Hace poco, alguien me dijo que la Gran Vía era su lugar favorito de Madrid y me explicó el porqué. “Alberto, la Gran Vía en realidad es un teatro”, me dijo. Y si lo piensas es verdad. Es una calle que casi no puede contener la cantidad de edificios que nada tienen que ver con la identidad de Madrid. La Gran Vía es el sueño de un rey que quiso dar relumbrón a una ciudad de edificios bajos y barriadas provincianas. Un capricho repleto de referencias parisinas, neoyorquinas y soviéticas. Una vía barroca para un ciudad castiza.
En una ciudad sin Broadway, ni Campos Elíseos, ni Támesis, tenemos la Gran Vía; una mezcla todo.
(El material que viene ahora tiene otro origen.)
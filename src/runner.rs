//! 一括処理
//!
//! 1行ずつ「簡略化 → 查詢 → 組み立て → 書き込み → 保存」を行う。
//! 查詢のエラーはその行だけの失敗として記録し、処理は続ける。
//! 途中経過の出力は呼び出し側の `log` に渡す（一括処理ではプログレスバー経由）。

use crate::error::Result;
use crate::lookup::{AddressLookup, LookupOutcome};
use crate::workbook::{
    AddressSheet, FIRST_DATA_ROW, FULL_ADDRESS_COLUMN, SEQUENCE_COLUMN, SHORT_ADDRESS_COLUMN,
};
use address_common::{
    is_blank_input, pad, resolve_row, simplify, AddressRecord, ExceptionRules, FullAddress,
    RowOutcome, CITY_NAME,
};
use indicatif::{ProgressBar, ProgressStyle};
use std::time::Duration;

/// 一括処理のオプション
#[derive(Debug, Clone)]
pub struct RunOptions {
    pub city_name: String,
    /// コンソール出力で住所を揃える幅
    pub pad_width: usize,
    /// 查詢の前に待つ時間
    pub query_interval: Duration,
    pub verbose: bool,
}

impl Default for RunOptions {
    fn default() -> Self {
        Self {
            city_name: CITY_NAME.to_string(),
            pad_width: 50,
            query_interval: Duration::from_secs(5),
            verbose: false,
        }
    }
}

/// 処理件数の集計
#[derive(Debug, Clone, Default, PartialEq, Eq)]
pub struct RunSummary {
    pub total: usize,
    pub found: usize,
    pub not_found: usize,
    pub failed: usize,
    pub blank: usize,
}

impl RunSummary {
    fn record(&mut self, full_address: &FullAddress) {
        self.total += 1;
        match full_address {
            FullAddress::Blank => self.blank += 1,
            FullAddress::Resolved(_) => self.found += 1,
            FullAddress::NotFound => self.not_found += 1,
            FullAddress::Failed => self.failed += 1,
        }
    }
}

/// 1件の住所を処理する
///
/// タイムアウトの警告は常に、簡略化と查詢の経過は `verbose` のときだけ `log` に渡す。
pub async fn process_address<L: AddressLookup>(
    lookup: &mut L,
    raw: Option<&str>,
    rules: &ExceptionRules,
    options: &RunOptions,
    log: &dyn Fn(&str),
) -> AddressRecord {
    let raw = match raw {
        Some(raw) if !is_blank_input(raw) => raw,
        _ => return resolve_row(None, "", RowOutcome::Blank, rules, &options.city_name),
    };

    let simplified = simplify(raw);
    if options.verbose {
        log(&format!(
            "  簡略化: {} → {}（後綴: {}）",
            simplified.original, simplified.query, simplified.suffix
        ));
    }

    if !options.query_interval.is_zero() {
        tokio::time::sleep(options.query_interval).await;
    }

    let outcome = match lookup.lookup(&simplified.query).await {
        Ok(LookupOutcome::TimedOut) => {
            log(&format!("  ⚠ 查詢がタイムアウトしました: {}", simplified.query));
            RowOutcome::NotFound
        }
        Ok(outcome) => {
            if options.verbose {
                log(&format!("  查詢結果: {:?}", outcome));
            }
            RowOutcome::from(outcome)
        }
        Err(e) => {
            if options.verbose {
                log(&format!("  {}", e));
            }
            RowOutcome::Failed
        }
    };

    resolve_row(Some(&simplified), raw, outcome, rules, &options.city_name)
}

/// コンソール出力用の1行
pub fn format_progress_line(
    index: usize,
    raw: Option<&str>,
    record: &AddressRecord,
    pad_width: usize,
) -> String {
    match (raw, &record.full_address) {
        (Some(raw), full) if *full != FullAddress::Blank => {
            format!("{:04}. {} → {}", index, pad(raw, pad_width), full)
        }
        _ => format!("{:04}. 空白資料", index),
    }
}

fn progress_bar(len: usize) -> ProgressBar {
    let bar = ProgressBar::new(len as u64);
    if let Ok(style) = ProgressStyle::with_template("{bar:40.cyan/blue} {pos}/{len} ({eta})") {
        bar.set_style(style);
    }
    bar
}

/// シートのB欄を順に処理し、A・C・D欄に書き込む
///
/// 1件処理するごとに保存するため、途中で止めてもそこまでの結果は残る。
pub async fn run_sheet<L: AddressLookup>(
    sheet: &mut AddressSheet,
    lookup: &mut L,
    rules: &ExceptionRules,
    options: &RunOptions,
) -> Result<RunSummary> {
    let addresses = sheet.input_addresses();
    let mut summary = RunSummary::default();
    let bar = progress_bar(addresses.len());

    for (offset, raw) in addresses.iter().enumerate() {
        let index = offset + 1;
        let row = offset + FIRST_DATA_ROW;
        let raw = raw.as_deref();

        let log = |line: &str| bar.println(line);
        let record = process_address(lookup, raw, rules, options, &log).await;
        bar.println(format_progress_line(index, raw, &record, options.pad_width));

        sheet.write_cell(row, SEQUENCE_COLUMN, index);
        sheet.write_cell(row, FULL_ADDRESS_COLUMN, record.full_address.to_string());
        sheet.write_cell(row, SHORT_ADDRESS_COLUMN, record.short_address.clone());
        sheet.save()?;

        summary.record(&record.full_address);
        bar.inc(1);
    }

    bar.finish_and_clear();
    Ok(summary)
}

#[cfg(test)]
mod tests {
    use super::*;

    #[test]
    fn test_summary_record() {
        let mut summary = RunSummary::default();
        summary.record(&FullAddress::Resolved("桃園市".into()));
        summary.record(&FullAddress::NotFound);
        summary.record(&FullAddress::Failed);
        summary.record(&FullAddress::Blank);
        assert_eq!(
            summary,
            RunSummary { total: 4, found: 1, not_found: 1, failed: 1, blank: 1 }
        );
    }

    #[test]
    fn test_format_progress_line() {
        let record = AddressRecord {
            full_address: FullAddress::NotFound,
            short_address: String::new(),
        };
        let line = format_progress_line(7, Some("中正路76號"), &record, 14);
        assert_eq!(line, "0007. 中正路76號     → 查無結果");

        let blank = AddressRecord {
            full_address: FullAddress::Blank,
            short_address: String::new(),
        };
        assert_eq!(format_progress_line(12, None, &blank, 50), "0012. 空白資料");
    }
}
Divide Madrid en dos márgenes, que no se relacionan, que no se miran, que no se saludan. Cuando uno atraviesa esta frontera le entran ganas de echar la mano al bolsillo de su chaqueta para comprobar si lleva el pasaporte. Dos mundos separa la Gran Vía.
A menudo, mientras la recorro, elevo la vista para comprobar si hay bambalinas que sostengan este gran decorado teatral; pero nada. Sin embargo, tras bastidores se encuentra Madrid. Ese de edificios bajos y carácter provinciano. El Madrid que un día se convirtió en metrópoli y que tiene en la Gran Vía ese intento de estar a la altura. ¿A la altura de quien? Madrid sólo puede estar a la altura de si misma. A la altura de lo que no es.
¡Ay, Madrid!, sigue siendo distinta. Sigue engañándome para que alguien me de una colleja, espabile, abra los ojos y descubra que tras tu Gran Vía tienes algo que te pone en el lugar que te mereces. Porque sin el capricho de un rey no habría ni escenario, ni bambalinas, ni bastidores. Nada de nada.